Begitu juga saat dia berdiri memantung sambil melihat orang-orang yang sedang
makan. Tak kurang saya lihat begitu banyak orang yang iba dan mengajak dia
bicara sambil mengusap kepalanya dan setelahnya memberi uang.
mengharap belas kasih orang lain
untuk mau memberi (dok.pribadi)
berdiri mematung menanti diberi
sedekah sambil matanya tak lepas memandang orang-orang yang sedang menikmati
makanannya (dok.pribadi)
Saya tak habis pikir. Anak sekecil
itu sudah harus mengais rizki di larut malamnya Jakarta, yang kebetulan saat
itu berhawa sangat dingin karena terus menerus turun hujan. Sungguh memilukan.

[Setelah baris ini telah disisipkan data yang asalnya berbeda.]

//! Cart (order) normalization.

use super::products::money_from_minor_units;
use crate::sylius::rest::types::{SyliusOrder, SyliusOrderItem};
use crate::sylius::types::{Cart, CartCost, CartLine};

pub(crate) fn normalize_cart(order: SyliusOrder) -> Cart {
    let SyliusOrder {
        id,
        token_value,
        checkout_state,
        currency_code,
        items,
        totals,
    } = order;

    let currency = currency_code.as_deref();
    let lines: Vec<CartLine> = items
        .into_iter()
        .map(|item| normalize_cart_line(item, currency))
        .collect();
    let total_quantity = lines.iter().map(|line| line.quantity).sum();
    let totals = totals.unwrap_or_default();

    Cart {
        id: token_value
            .or_else(|| id.map(|id| id.to_string()))
            .unwrap_or_default(),
        checkout_state,
        cost: CartCost {
            subtotal_amount: money_from_minor_units(totals.items, currency),
            total_amount: money_from_minor_units(totals.total, currency),
            total_tax_amount: money_from_minor_units(totals.taxes, currency),
        },
        total_quantity,
        lines,
    }
}

fn normalize_cart_line(item: SyliusOrderItem, currency: Option<&str>) -> CartLine {
    let (product_title, product_handle) = item
        .product
        .map_or((None, None), |product| (product.name, product.slug));

    CartLine {
        id: item.id.map_or_else(String::new, |id| id.to_string()),
        quantity: item.quantity,
        cost: money_from_minor_units(item.total, currency),
        product_title,
        product_handle,
    }
}

#[cfg(test)]
#[allow(clippy::unwrap_used)]
mod tests {
    use super::*;
    use serde_json::json;

    fn fixture() -> SyliusOrder {
        serde_json::from_value(json!({
            "id": 7,
            "tokenValue": "tok_123",
            "checkoutState": "cart",
            "currencyCode": "EUR",
            "items": [
                {"id": 11, "quantity": 2, "total": 2000,
                 "product": {"name": "Red shirt", "slug": "red-shirt"}},
                {"id": 12, "quantity": 1, "total": 500}
            ],
            "totals": {"total": 2900, "items": 2500, "taxes": 400, "shipping": 0, "promotion": 0}
        }))
        .unwrap()
    }

    #[test]
    fn test_normalize_cart_identity_prefers_token() {
        let cart = normalize_cart(fixture());
        assert_eq!(cart.id, "tok_123");
        assert_eq!(cart.checkout_state.as_deref(), Some("cart"));
    }

    #[test]
    fn test_normalize_cart_falls_back_to_numeric_id() {
        let order: SyliusOrder = serde_json::from_value(json!({"id": 7})).unwrap();
        let cart = normalize_cart(order);
        assert_eq!(cart.id, "7");
    }

    #[test]
    fn test_normalize_cart_lines() {
        let cart = normalize_cart(fixture());
        assert_eq!(cart.lines.len(), 2);
        assert_eq!(cart.total_quantity, 3);

        assert_eq!(cart.lines[0].id, "11");
        assert_eq!(cart.lines[0].cost.amount, "20.00");
        assert_eq!(cart.lines[0].product_title.as_deref(), Some("Red shirt"));
        assert_eq!(cart.lines[0].product_handle.as_deref(), Some("red-shirt"));

        // Line without an embedded product stays usable
        assert!(cart.lines[1].product_title.is_none());
    }

    #[test]
    fn test_normalize_cart_cost() {
        let cart = normalize_cart(fixture());
        assert_eq!(cart.cost.subtotal_amount.amount, "25.00");
        assert_eq!(cart.cost.total_amount.amount, "29.00");
        assert_eq!(cart.cost.total_tax_amount.amount, "4.00");
        assert_eq!(cart.cost.total_amount.currency_code, "EUR");
    }

    #[test]
    fn test_normalize_empty_order() {
        let cart = normalize_cart(SyliusOrder::default());
        assert!(cart.id.is_empty());
        assert!(cart.lines.is_empty());
        assert_eq!(cart.total_quantity, 0);
        assert_eq!(cart.cost.total_amount.amount, "0.00");
    }
}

Namun itulah sebagian potret buram kehidupan Jakarta. Kerasnya tak memandang
usia. Bahkan bocah tak berdosapun harus ikut menanggungnya. Satu waktu juga,
pernah pada larut malam saya mendapati bocah-bocah kecil masih harus berdiri
hujan-hujanan di perempatan lampu merah, meminta sedekah pada kendaraan yang
lalu lalang. Sayang saat itu saya tak sempat membidiknya.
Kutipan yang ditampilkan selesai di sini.